Scientists from the University of Newcastle in Australia, the University of Liverpool in the UK and Monash University in Melbourne have improved our understanding of how volcanoes erupt. According to the international team of researchers, understanding the triggers for volcanic eruptions will widen the scope of data interpretation and therefore allow volcanic eruptions to be better predicted.
This is no trivial matter as over 600 million people (about 10% of the global population) live near one form of active volcano or another. The hope is that after discovering the new triggering mechanism that forecasting will become more accurate, risk will be reduced and more time for preparation be gained. The economic impact of volcanic eruptions can be profound. In 2010 the Eyjafjallajokull volcano erupted and European air travel was severely disrupted. The travel plans of millions were ruined and the airline industry lost almost $2billion in turnover. However, nobody was killed or displaced and emergency humanitarian aid was not necessary.

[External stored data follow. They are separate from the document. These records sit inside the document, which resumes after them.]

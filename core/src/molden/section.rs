use std::io::{self, BufRead, BufReader};

use flate2::bufread::MultiGzDecoder;

/// Marker line opening the Molden block embedded in a Q-Chem log.
pub const MOLDEN_START: &str = "======= MOLDEN-FORMATTED INPUT FILE FOLLOWS =======";
/// Marker line closing the embedded Molden block.
pub const MOLDEN_END: &str = "======= END OF MOLDEN-FORMATTED INPUT FILE =======";

const GZIP_MAGIC: [u8; 2] = [0x1f, 0x8b];

/// Wraps `reader` in a gzip decoder if its content starts with the gzip
/// magic bytes, so compressed and plain logs read the same. Concatenated
/// gzip members are decoded as one stream.
pub fn decompressed<'a, R: BufRead + 'a>(mut reader: R) -> io::Result<Box<dyn BufRead + 'a>> {
    if reader.fill_buf()?.starts_with(&GZIP_MAGIC) {
        log::debug!("input is gzip compressed");
        Ok(Box::new(BufReader::new(MultiGzDecoder::new(reader))))
    } else {
        Ok(Box::new(reader))
    }
}

/// Lines of a byte stream, split on `\n` with a trailing `\r` removed.
/// Invalid UTF-8 is replaced rather than reported.
pub struct RawLines<R> {
    reader: R,
    buffer: Vec<u8>,
}

pub fn raw_lines<R: BufRead>(reader: R) -> RawLines<R> {
    RawLines {
        reader,
        buffer: Vec::new(),
    }
}

impl<R: BufRead> Iterator for RawLines<R> {
    type Item = io::Result<String>;

    fn next(&mut self) -> Option<Self::Item> {
        self.buffer.clear();

        match self.reader.read_until(b'\n', &mut self.buffer) {
            Ok(0) => None,
            Ok(_) => {
                if self.buffer.last() == Some(&b'\n') {
                    self.buffer.pop();
                }
                if self.buffer.last() == Some(&b'\r') {
                    self.buffer.pop();
                }
                Some(Ok(String::from_utf8_lossy(&self.buffer).into_owned()))
            }
            Err(error) => Some(Err(error)),
        }
    }
}

#[derive(Copy, Clone, Debug, PartialEq, Eq)]
enum Position {
    Before,
    Inside,
    Done,
}

/// Yields the lines strictly between [`MOLDEN_START`] and [`MOLDEN_END`].
///
/// Without a start marker nothing is yielded; without an end marker the
/// section runs to the end of the stream. Single pass, nothing is buffered.
pub struct MoldenSection<I> {
    lines: I,
    position: Position,
}

impl<I> MoldenSection<I>
where
    I: Iterator<Item = io::Result<String>>,
{
    pub fn new(lines: I) -> Self {
        Self {
            lines,
            position: Position::Before,
        }
    }
}

/// Extracts the embedded Molden block from a calculation log.
pub fn molden_section<R: BufRead>(reader: R) -> MoldenSection<RawLines<R>> {
    MoldenSection::new(raw_lines(reader))
}

impl<I> Iterator for MoldenSection<I>
where
    I: Iterator<Item = io::Result<String>>,
{
    type Item = io::Result<String>;

    fn next(&mut self) -> Option<Self::Item> {
        loop {
            if self.position == Position::Done {
                return None;
            }

            let line = match self.lines.next() {
                Some(Ok(line)) => line,
                Some(Err(error)) => return Some(Err(error)),
                None => {
                    if self.position == Position::Before {
                        log::warn!("no Molden block found in log");
                    }
                    self.position = Position::Done;
                    return None;
                }
            };

            match self.position {
                Position::Before if line.trim() == MOLDEN_START => {
                    log::debug!("entering Molden block");
                    self.position = Position::Inside;
                }
                Position::Before => {}
                Position::Inside if line.trim() == MOLDEN_END => {
                    log::debug!("leaving Molden block");
                    self.position = Position::Done;
                }
                Position::Inside => return Some(Ok(line)),
                Position::Done => unreachable!(),
            }
        }
    }
}

impl<I> std::iter::FusedIterator for MoldenSection<I> where I: Iterator<Item = io::Result<String>> {}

Without doubt the job of a volcanologist is one of the most challenging and dangerous occupations in existence. To reduce the danger and concurrent logistical difficulties that are the lot of the modern volcanologist, detailed scale models were built in the labs of Monash University. These models reveal that as magma ascends through the fault lines (the sills and dykes) inside an active volcano the physics of lava movement changes.
Sills form as horizontal fault lines and when fluids travelling in a vertical fault line (a dyke) come into contact with sills profound pressure changes occur. Researchers at Monash University used a matrix of jelly and water to mimic the processes which occur in an active volcano. In essence when the fluid ascending in the model sills comes into contact with a dyke, there is a marked drop in pressure. The pressure drop forces the fluid to release bubbles of dissolved gas. It is the release of these gases that is the hypothesized and hitherto undiscovered trigger for some eruptions.
The process in analogous to shaking a sealed carbonated drink bottle (or can) and then opening the cap or seal. The rapid drop in pressure causes bubbles of carbon dioxide gas to form which adds to the volume of the fluid, producing foam which is expelled from the container. Currently, eruption prediction is anything but an exact science, we simply do not understand enough about the geophysics inherent to the study of volcanoes.
This new strand of research will hopefully lead to improvements in our ability to predict both the occurrence and frequency of eruptions.